> [Instructions for the task] Each line below is to be copied exactly as it appears.
++++ Source information
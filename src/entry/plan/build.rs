use std::path::{Path, PathBuf};

use clap::ArgMatches;

use crate::app::LocalRun;
use crate::args::{DEFAULT_ROUND_INTERVAL, LoadArgs};
use crate::engine::{LoadMode, LoadProfile};
use crate::error::{AppError, AppResult, ValidationError};
use crate::http::HttpClientSettings;
use crate::scenario::{UrlListScenario, read_url_file};

pub(crate) fn build_plan(mut args: LoadArgs, matches: &ArgMatches) -> AppResult<LocalRun> {
    if let Some(config) = crate::config::load_config(args.config.as_deref())? {
        crate::config::apply_config(&mut args, matches, &config)?;
    }

    let urls = collect_urls(&args)?;
    if urls.is_empty() {
        tracing::error!("Missing URL (set --url, --urls-file or provide urls in config).");
        return Err(AppError::validation(ValidationError::MissingUrl));
    }

    let profile = build_profile(&args)?;
    let http = HttpClientSettings {
        connect_timeout: args.connect_timeout,
        insecure: args.insecure,
        redirect_limit: args.redirect_limit,
        pool_size: args.concurrency.get(),
    };
    let scenario = UrlListScenario::new(&urls, args.method)?
        .with_headers(args.headers)
        .with_body(args.data.as_deref())
        .with_expected_status(args.expected_status)
        .with_body_contains(args.body_contains);

    Ok(LocalRun {
        profile,
        scenario,
        http,
        preflight: args.preflight,
        snapshot_out: args.snapshot_out.map(PathBuf::from),
    })
}

fn collect_urls(args: &LoadArgs) -> AppResult<Vec<String>> {
    let mut urls = args.urls.clone();
    if let Some(path) = args.urls_file.as_deref() {
        urls.extend(read_url_file(Path::new(path))?);
    }
    Ok(urls)
}

fn resolve_mode(args: &LoadArgs) -> Result<LoadMode, ValidationError> {
    match (args.rate, args.round_size) {
        (Some(_), Some(_)) => Err(ValidationError::RateRoundsConflict),
        (None, Some(size)) => Ok(LoadMode::Rounds {
            size: size.get(),
            interval: args.round_interval.unwrap_or(DEFAULT_ROUND_INTERVAL),
        }),
        (Some(_), None) | (None, None) if args.round_interval.is_some() => {
            Err(ValidationError::RoundIntervalRequiresRoundSize)
        }
        (Some(rate), None) => Ok(LoadMode::Rate {
            per_second: rate.get(),
        }),
        (None, None) => Ok(LoadMode::Concurrency),
    }
}

/// Engine tunables left unset keep the profile builder's defaults.
fn build_profile(args: &LoadArgs) -> AppResult<LoadProfile> {
    let mut builder = LoadProfile::builder(args.concurrency.get())
        .mode(resolve_mode(args)?)
        .steady(args.duration)
        .request_cap(args.requests.map(|value| value.get()))
        .buffer_size(args.buffer_size.map(|value| value.get()));

    if let Some(ramp) = args.ramp {
        builder = builder.ramp(ramp);
    }
    if let Some(timeout) = args.request_timeout {
        builder = builder.request_timeout(timeout);
    }
    if let Some(timeout) = args.backpressure_timeout {
        builder = builder.backpressure_timeout(timeout);
    }
    if let Some(grace) = args.drain_grace {
        builder = builder.drain_grace(grace);
    }
    if let Some(budget) = args.fault_budget {
        builder = builder.fault_budget(budget);
    }
    if let Some(interval) = args.snapshot_interval {
        builder = builder.snapshot_interval(interval);
    }
    if let Some(window) = args.throughput_window {
        builder = builder.throughput_window_secs(window.get());
    }

    Ok(builder.build()?)
}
++++++++
> [Response to the task]
filename src/entry/plan/build.rs
use std::path::{Path, PathBuf};

use clap::ArgMatches;

use crate::app::LocalRun;
use crate::args::{DEFAULT_ROUND_INTERVAL, LoadArgs};
use crate::engine::{LoadMode, LoadProfile};
use crate::error::{AppError, AppResult, ValidationError};
use crate::http::HttpClientSettings;
use crate::scenario::{UrlListScenario, read_url_file};

pub(crate) fn build_plan(mut args: LoadArgs, matches: &ArgMatches) -> AppResult<LocalRun> {
    if let Some(config) = crate::config::load_config(args.config.as_deref())? {
        crate::config::apply_config(&mut args, matches, &config)?;
    }

    let urls = collect_urls(&args)?;
    if urls.is_empty() {
        tracing::error!("Missing URL (set --url, --urls-file or provide urls in config).");
        return Err(AppError::validation(ValidationError::MissingUrl));
    }

    let profile = build_profile(&args)?;
    let http = HttpClientSettings {
        connect_timeout: args.connect_timeout,
        insecure: args.insecure,
        redirect_limit: args.redirect_limit,
        pool_size: args.concurrency.get(),
    };
    let scenario = UrlListScenario::new(&urls, args.method)?
        .with_headers(args.headers)
        .with_body(args.data.as_deref())
        .with_expected_status(args.expected_status)
        .with_body_contains(args.body_contains);

    Ok(LocalRun {
        profile,
        scenario,
        http,
        preflight: args.preflight,
        snapshot_out: args.snapshot_out.map(PathBuf::from),
    })
}

fn collect_urls(args: &LoadArgs) -> AppResult<Vec<String>> {
    let mut urls = args.urls.clone();
    if let Some(path) = args.urls_file.as_deref() {
        urls.extend(read_url_file(Path::new(path))?);
    }
    Ok(urls)
}

fn resolve_mode(args: &LoadArgs) -> Result<LoadMode, ValidationError> {
    match (args.rate, args.round_size) {
        (Some(_), Some(_)) => Err(ValidationError::RateRoundsConflict),
        (None, Some(size)) => Ok(LoadMode::Rounds {
            size: size.get(),
            interval: args.round_interval.unwrap_or(DEFAULT_ROUND_INTERVAL),
        }),
        (Some(_), None) | (None, None) if args.round_interval.is_some() => {
            Err(ValidationError::RoundIntervalRequiresRoundSize)
        }
        (Some(rate), None) => Ok(LoadMode::Rate {
            per_second: rate.get(),
        }),
        (None, None) => Ok(LoadMode::Concurrency),
    }
}

/// Engine tunables left unset keep the profile builder's defaults.
fn build_profile(args: &LoadArgs) -> AppResult<LoadProfile> {
    let mut builder = LoadProfile::builder(args.concurrency.get())
        .mode(resolve_mode(args)?)
        .steady(args.duration)
        .request_cap(args.requests.map(|value| value.get()))
        .buffer_size(args.buffer_size.map(|value| value.get()));

    if let Some(ramp) = args.ramp {
        builder = builder.ramp(ramp);
    }
    if let Some(timeout) = args.request_timeout {
        builder = builder.request_timeout(timeout);
    }
    if let Some(timeout) = args.backpressure_timeout {
        builder = builder.backpressure_timeout(timeout);
    }
    if let Some(grace) = args.drain_grace {
        builder = builder.drain_grace(grace);
    }
    if let Some(budget) = args.fault_budget {
        builder = builder.fault_budget(budget);
    }
    if let Some(interval) = args.snapshot_interval {
        builder = builder.snapshot_interval(interval);
    }
    if let Some(window) = args.throughput_window {
        builder = builder.throughput_window_secs(window.get());
    }

    Ok(builder.build()?)
}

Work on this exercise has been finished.